Like high school outcasts gatecrashing a party they plan to wreck, Trey Parker and Matt Stone have always been mischief-makers par excellence. So unleashing Team America: World Police on the eve of November's US election kicked up a surely-intended media storm. The only real surprise came with how swiftly the storm passed...
Mixed reviews and average box office helped restore calm, but the real cooler was politics. Or, rather, a perceived lack of them. Friends, fans and even critics expecting an hour and a half of Bush-bashing were somewhat dismayed to see the likes of Alec Baldwin getting a kicking.
But, in hindsight, what did we expect from the most stubborn satirists of our time? Essentially contrary teenagers at heart, the South Park duo were never going to settle for a victim as straightforward as Dubya. Not when there were so many other easy targets to lampoon with their scattergun, inventive, in-your-face smarts.

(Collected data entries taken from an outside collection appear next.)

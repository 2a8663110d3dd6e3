//! `perplab audit`: offline audits against prepared data, plus the
//! optional determinism gate (two full runs, hashed artifacts).

use crate::config::CliConfig;
use crate::data::{load_feeds_for_play, load_play, parse_date_ms};
use anyhow::Result;
use colored::Colorize;
use perplab_core::audit::{
    ast_idempotence_audit, contract_audit, determinism_audit, math_parity_audit, rollup_audit,
    snapshot_plumbing_audit, AuditResult,
};
use perplab_core::prelude::RuleLimits;
use perplab_core::runner::RunConfig;
use perplab_core::structure::StructureEngine;

pub fn execute(
    config: &CliConfig,
    play_path: &str,
    start: &str,
    end: &str,
    determinism: bool,
) -> Result<()> {
    let play = load_play(play_path)?;
    let mut feeds = load_feeds_for_play(config, &play)?;

    // Prep indicators the same way a run would; audits inspect the result.
    for (role, resolved) in play.resolved_features()? {
        if let Some(feed) = feeds.feed_mut(role) {
            resolved.compute_into(feed)?;
        }
    }
    let structures = StructureEngine::from_decls(&play.structures, feeds.exec())?;

    let mut results: Vec<AuditResult> = vec![
        contract_audit(&play, &feeds)?,
        math_parity_audit(&play, &feeds)?,
        snapshot_plumbing_audit(&play, &feeds, &structures)?,
        rollup_audit(&feeds)?,
        ast_idempotence_audit(&play, &feeds, &structures, RuleLimits::default())?,
    ];

    if determinism {
        let run_config = RunConfig {
            window_start_ms: parse_date_ms(start)?,
            window_end_ms: parse_date_ms(end)?,
            rule_limits: RuleLimits::default(),
        };
        // Fatal on mismatch: the ? propagates exit code 4.
        results.push(determinism_audit(&play, &feeds, run_config)?);
    }

    println!("{} {}", "AUDITS".bold(), play.id.bold());
    let mut all_passed = true;
    for result in &results {
        let verdict = if result.passed {
            "PASS".green().bold()
        } else {
            all_passed = false;
            "FAIL".red().bold()
        };
        println!(
            "  {verdict} {:<20} {} checks",
            result.name, result.checks
        );
        for failure in result.failures.iter().take(5) {
            println!("        {}", failure.yellow());
        }
    }

    if !all_passed {
        anyhow::bail!("one or more audits failed");
    }
    Ok(())
}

On second viewing, Team America seems less a satire of "the war on terror" and more a collage of ridicule on everything worthy, pious, gloriously pompous or glamorously dumbass that America has to offer. And yes, that includes Jerry Bruckheimer movies. After all, as Parker and Stone are acutely aware, they live in a country where celebrities are so revered they're asked for their take on foreign policy. A nation where parts of the population couldn't name a foreign language, never mind speak one (and even the President appears to struggle with English). Where TV news stations and documentary makers have their own, splendidly subjective, versions of the truth happily consumed by partisans of each shade.
Ultimately, as with South Park, this is what Parker and Stone are riffing on: American stupidity and charm in all its flavours. And, as usual, they do it both brilliantly and affectionately.

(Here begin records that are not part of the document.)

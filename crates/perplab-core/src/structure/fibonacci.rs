//! Fibonacci retracement/extension levels from the latest swing pair.

use super::{Detector, FieldClass, StructureKind, SwingState};
use crate::bar::Bar;
use crate::error::Result;
use crate::params::{ParamReader, Params};

pub(super) const FIELDS: &[&str] = &[
    "level_0",
    "level_236",
    "level_382",
    "level_500",
    "level_618",
    "level_786",
    "level_1000",
    "level_1272",
    "level_1618",
    "direction",
    "version",
];

/// Ratios matching the `level_*` field names, in per-mille notation.
const RATIOS: &[(usize, f64)] = &[
    (0, 0.0),
    (236, 0.236),
    (382, 0.382),
    (500, 0.5),
    (618, 0.618),
    (786, 0.786),
    (1000, 1.0),
    (1272, 1.272),
    (1618, 1.618),
];

/// Exposes retracement and extension levels of the most recent swing
/// high/low pair.
///
/// For an upswing (the low pivot precedes the high pivot), `level_0` sits
/// at the high and ratios walk back toward the low, so `level_382` is a
/// 38.2% retracement of the advance. For a downswing the ladder is
/// mirrored from the low. Extensions (>100%) project beyond the anchor.
pub struct FibonacciDetector {
    levels: [f64; 9],
    direction: f64,
    seen_swing_version: u64,
    version: u64,
}

impl FibonacciDetector {
    pub fn new(key: &str, params: &Params) -> Result<Self> {
        ParamReader::new(key, params).check_known(&[])?;
        Ok(Self {
            levels: [f64::NAN; 9],
            direction: 0.0,
            seen_swing_version: 0,
            version: 0,
        })
    }

    fn recompute(&mut self, dep: &SwingState) {
        let (high, low) = (dep.high_level, dep.low_level);
        let range = high - low;
        // Upswing when the low pivot is older than the high pivot.
        let upswing = match (dep.high_idx, dep.low_idx) {
            (Some(h), Some(l)) => h >= l,
            _ => return,
        };

        for (slot, &(_, ratio)) in RATIOS.iter().enumerate() {
            self.levels[slot] = if upswing {
                high - range * ratio
            } else {
                low + range * ratio
            };
        }
        self.direction = if upswing { 1.0 } else { -1.0 };
        self.version += 1;
    }
}

impl Detector for FibonacciDetector {
    fn kind(&self) -> StructureKind {
        StructureKind::Fibonacci
    }

    fn warmup_bars(&self) -> usize {
        0
    }

    fn update(&mut self, _bar_idx: usize, _bar: &Bar, dep: Option<&SwingState>, _aux: f64) {
        let dep = match dep {
            Some(d) => d,
            None => return,
        };
        if dep.version == self.seen_swing_version {
            return;
        }
        self.seen_swing_version = dep.version;

        if dep.has_pair() {
            self.recompute(dep);
        }
    }

    fn get_field(&self, name: &str) -> Option<f64> {
        if name == "direction" {
            return Some(self.direction);
        }
        if name == "version" {
            return Some(self.version as f64);
        }
        let suffix = name.strip_prefix("level_")?;
        let mille: usize = suffix.parse().ok()?;
        RATIOS
            .iter()
            .position(|&(m, _)| m == mille)
            .map(|slot| self.levels[slot])
    }

    fn fields(&self) -> &'static [&'static str] {
        FIELDS
    }

    fn field_class(&self, name: &str) -> FieldClass {
        match name {
            "direction" | "version" => FieldClass::Discrete,
            _ => FieldClass::Numeric,
        }
    }

    fn version(&self) -> u64 {
        self.version
    }
}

Okay, so the film's main villain, Kim Jong-Il, is pretty much just Cartman fully grown. The "badly impersonated" voices are really, really badly impersonated. And some of the victims of Parker and Stone's playground bullying are (hey!) people we like. But judged as a comedy, more than enough laughs are delivered; as a satire, targets are hit with regular accuracy and as a musical, the soundtrack CD is already close to an essential purchase (fuck, yeah). Plus, as commentators on the surreal times we live in, Parker and Stone remain strangely noble, albeit childish, surveyors of the landscape.